ACTION ITEM -> Retrieve every line of the data holding the word "list".
(INPUT RECORDS)
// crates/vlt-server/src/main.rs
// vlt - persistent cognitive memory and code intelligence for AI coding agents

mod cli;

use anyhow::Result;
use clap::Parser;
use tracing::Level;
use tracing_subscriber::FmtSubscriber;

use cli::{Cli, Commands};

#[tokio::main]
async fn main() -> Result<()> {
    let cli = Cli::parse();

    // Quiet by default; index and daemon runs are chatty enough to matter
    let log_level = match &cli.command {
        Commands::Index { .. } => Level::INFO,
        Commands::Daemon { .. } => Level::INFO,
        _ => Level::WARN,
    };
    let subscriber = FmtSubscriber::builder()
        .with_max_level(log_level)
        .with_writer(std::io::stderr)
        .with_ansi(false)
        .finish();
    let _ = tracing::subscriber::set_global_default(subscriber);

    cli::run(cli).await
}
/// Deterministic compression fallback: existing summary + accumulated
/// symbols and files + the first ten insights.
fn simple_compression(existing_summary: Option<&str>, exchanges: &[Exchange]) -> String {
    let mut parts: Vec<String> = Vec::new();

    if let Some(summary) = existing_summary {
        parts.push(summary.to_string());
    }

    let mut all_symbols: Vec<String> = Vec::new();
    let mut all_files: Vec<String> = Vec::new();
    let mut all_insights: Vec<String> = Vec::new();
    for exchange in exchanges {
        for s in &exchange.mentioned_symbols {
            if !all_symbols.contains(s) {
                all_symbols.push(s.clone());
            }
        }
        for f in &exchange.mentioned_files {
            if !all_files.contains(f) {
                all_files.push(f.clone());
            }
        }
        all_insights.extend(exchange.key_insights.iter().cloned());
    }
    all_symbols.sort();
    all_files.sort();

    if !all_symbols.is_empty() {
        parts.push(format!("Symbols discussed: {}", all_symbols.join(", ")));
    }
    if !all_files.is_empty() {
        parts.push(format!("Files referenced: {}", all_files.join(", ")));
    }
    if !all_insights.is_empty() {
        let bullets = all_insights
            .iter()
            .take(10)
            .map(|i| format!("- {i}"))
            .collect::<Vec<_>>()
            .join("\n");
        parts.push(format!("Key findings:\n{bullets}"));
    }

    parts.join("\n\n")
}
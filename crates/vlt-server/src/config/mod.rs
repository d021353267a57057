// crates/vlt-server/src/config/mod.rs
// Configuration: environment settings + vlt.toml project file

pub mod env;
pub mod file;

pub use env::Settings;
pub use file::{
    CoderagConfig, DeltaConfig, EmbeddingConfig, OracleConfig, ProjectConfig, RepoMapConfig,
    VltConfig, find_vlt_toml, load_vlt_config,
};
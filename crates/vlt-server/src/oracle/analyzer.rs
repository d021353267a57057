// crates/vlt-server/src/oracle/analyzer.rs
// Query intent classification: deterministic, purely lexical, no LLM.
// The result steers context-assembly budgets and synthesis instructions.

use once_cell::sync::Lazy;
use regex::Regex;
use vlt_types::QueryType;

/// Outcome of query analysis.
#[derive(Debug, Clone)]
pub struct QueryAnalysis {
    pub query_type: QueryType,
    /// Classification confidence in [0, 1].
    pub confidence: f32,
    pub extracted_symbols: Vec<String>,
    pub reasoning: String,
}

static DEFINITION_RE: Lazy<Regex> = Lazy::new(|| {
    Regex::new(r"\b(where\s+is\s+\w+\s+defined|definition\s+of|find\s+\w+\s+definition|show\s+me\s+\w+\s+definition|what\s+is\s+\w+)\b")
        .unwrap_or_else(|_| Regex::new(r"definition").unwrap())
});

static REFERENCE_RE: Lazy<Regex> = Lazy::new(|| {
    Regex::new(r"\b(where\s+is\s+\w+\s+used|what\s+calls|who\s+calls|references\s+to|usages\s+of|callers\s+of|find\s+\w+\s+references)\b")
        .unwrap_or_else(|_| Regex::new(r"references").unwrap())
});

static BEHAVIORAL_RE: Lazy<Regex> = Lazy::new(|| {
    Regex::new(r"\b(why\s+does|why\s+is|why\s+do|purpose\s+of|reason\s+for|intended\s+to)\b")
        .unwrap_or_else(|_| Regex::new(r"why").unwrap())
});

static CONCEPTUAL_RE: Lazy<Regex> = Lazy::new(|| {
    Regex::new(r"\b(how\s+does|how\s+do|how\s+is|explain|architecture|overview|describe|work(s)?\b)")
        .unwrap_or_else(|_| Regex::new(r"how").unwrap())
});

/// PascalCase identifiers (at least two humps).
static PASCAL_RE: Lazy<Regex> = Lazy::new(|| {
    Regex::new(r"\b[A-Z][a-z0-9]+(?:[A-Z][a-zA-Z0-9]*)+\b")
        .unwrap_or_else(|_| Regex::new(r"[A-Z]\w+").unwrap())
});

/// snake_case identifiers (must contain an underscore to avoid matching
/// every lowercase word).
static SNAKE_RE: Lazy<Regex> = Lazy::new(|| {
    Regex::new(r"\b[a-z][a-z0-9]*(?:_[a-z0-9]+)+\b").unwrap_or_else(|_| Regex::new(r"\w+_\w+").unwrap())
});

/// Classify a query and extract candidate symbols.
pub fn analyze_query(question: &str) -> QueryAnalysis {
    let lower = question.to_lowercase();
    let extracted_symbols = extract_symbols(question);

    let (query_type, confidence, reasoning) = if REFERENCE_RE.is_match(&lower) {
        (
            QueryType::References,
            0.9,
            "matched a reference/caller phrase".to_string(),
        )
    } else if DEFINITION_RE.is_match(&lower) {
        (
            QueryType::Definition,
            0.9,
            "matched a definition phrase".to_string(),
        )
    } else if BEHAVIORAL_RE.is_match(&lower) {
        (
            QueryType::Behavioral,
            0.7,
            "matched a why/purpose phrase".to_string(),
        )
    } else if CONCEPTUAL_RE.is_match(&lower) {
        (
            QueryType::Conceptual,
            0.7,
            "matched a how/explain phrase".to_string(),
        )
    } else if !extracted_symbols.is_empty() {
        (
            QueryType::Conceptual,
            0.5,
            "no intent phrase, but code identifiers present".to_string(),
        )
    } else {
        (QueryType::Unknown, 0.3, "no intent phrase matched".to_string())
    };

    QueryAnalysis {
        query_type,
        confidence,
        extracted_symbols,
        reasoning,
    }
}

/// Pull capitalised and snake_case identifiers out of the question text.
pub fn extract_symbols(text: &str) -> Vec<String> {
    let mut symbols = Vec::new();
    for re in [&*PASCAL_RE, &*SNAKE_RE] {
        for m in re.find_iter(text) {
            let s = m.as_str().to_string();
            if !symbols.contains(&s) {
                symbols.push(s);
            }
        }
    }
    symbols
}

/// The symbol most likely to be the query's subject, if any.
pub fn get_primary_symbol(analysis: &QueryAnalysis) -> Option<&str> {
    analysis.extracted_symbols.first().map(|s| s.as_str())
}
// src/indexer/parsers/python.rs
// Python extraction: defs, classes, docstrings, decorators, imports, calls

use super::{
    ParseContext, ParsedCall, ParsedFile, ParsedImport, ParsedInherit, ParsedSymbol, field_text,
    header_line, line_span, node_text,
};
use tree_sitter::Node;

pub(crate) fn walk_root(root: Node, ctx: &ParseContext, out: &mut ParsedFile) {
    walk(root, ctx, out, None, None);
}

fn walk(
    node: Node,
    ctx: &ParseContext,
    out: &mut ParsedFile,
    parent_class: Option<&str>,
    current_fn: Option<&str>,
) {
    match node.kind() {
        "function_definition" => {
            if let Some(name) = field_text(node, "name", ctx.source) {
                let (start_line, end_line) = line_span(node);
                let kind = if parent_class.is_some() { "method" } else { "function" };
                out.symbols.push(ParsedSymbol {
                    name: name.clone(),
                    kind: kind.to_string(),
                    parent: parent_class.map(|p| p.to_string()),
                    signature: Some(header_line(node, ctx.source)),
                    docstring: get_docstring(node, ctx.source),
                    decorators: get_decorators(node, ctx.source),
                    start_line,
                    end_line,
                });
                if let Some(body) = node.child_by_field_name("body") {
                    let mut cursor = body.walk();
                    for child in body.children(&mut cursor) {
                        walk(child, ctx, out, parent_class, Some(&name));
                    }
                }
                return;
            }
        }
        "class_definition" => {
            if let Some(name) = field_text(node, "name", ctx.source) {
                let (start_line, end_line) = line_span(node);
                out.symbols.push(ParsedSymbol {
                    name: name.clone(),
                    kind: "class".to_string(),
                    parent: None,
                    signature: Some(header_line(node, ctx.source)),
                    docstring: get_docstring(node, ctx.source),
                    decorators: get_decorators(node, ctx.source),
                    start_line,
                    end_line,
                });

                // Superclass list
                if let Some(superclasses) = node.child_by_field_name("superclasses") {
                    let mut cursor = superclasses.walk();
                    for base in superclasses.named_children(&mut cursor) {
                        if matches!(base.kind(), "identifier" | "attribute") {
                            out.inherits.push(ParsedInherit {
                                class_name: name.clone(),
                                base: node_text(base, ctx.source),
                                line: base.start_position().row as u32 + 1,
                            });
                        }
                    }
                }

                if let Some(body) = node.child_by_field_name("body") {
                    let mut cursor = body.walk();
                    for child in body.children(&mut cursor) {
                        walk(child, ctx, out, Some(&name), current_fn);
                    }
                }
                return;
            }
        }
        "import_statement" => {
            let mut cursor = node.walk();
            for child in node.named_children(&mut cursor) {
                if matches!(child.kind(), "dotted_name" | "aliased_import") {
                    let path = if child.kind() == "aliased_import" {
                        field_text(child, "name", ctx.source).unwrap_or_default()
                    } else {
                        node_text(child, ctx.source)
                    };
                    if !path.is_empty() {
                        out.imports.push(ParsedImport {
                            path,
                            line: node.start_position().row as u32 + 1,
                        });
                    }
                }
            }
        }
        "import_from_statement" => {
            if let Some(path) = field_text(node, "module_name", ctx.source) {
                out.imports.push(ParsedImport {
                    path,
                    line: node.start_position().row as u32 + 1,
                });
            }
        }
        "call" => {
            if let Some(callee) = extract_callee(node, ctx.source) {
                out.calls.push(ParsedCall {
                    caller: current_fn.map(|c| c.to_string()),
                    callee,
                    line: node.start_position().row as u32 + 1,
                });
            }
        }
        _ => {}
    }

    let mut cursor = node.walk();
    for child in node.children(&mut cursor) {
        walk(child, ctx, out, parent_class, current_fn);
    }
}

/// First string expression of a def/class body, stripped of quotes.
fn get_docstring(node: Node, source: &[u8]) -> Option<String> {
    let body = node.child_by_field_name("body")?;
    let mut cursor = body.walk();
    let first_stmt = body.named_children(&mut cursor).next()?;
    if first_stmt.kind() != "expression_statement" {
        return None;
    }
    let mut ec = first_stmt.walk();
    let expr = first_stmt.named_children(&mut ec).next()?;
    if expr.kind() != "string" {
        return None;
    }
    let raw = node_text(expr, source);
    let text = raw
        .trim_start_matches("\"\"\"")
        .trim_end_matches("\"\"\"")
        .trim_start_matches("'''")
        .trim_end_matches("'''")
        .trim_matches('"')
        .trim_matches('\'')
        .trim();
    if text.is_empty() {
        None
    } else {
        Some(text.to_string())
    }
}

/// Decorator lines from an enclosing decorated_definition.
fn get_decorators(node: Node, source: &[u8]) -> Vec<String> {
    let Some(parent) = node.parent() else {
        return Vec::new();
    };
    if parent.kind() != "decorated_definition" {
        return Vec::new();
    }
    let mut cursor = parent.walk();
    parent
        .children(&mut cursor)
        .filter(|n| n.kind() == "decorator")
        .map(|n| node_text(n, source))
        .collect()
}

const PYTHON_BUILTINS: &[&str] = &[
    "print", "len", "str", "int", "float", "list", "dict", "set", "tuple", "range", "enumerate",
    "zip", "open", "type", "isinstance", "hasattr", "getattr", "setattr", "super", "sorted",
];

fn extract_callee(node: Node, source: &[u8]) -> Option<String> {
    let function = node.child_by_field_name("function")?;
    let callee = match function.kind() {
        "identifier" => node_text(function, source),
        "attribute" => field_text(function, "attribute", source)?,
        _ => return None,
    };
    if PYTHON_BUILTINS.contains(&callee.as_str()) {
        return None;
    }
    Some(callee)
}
(End INPUT RECORDS)
SOLUTION FOR THIS EXERCISE ->
                // Superclass list
    "print", "len", "str", "int", "float", "list", "dict", "set", "tuple", "range", "enumerate",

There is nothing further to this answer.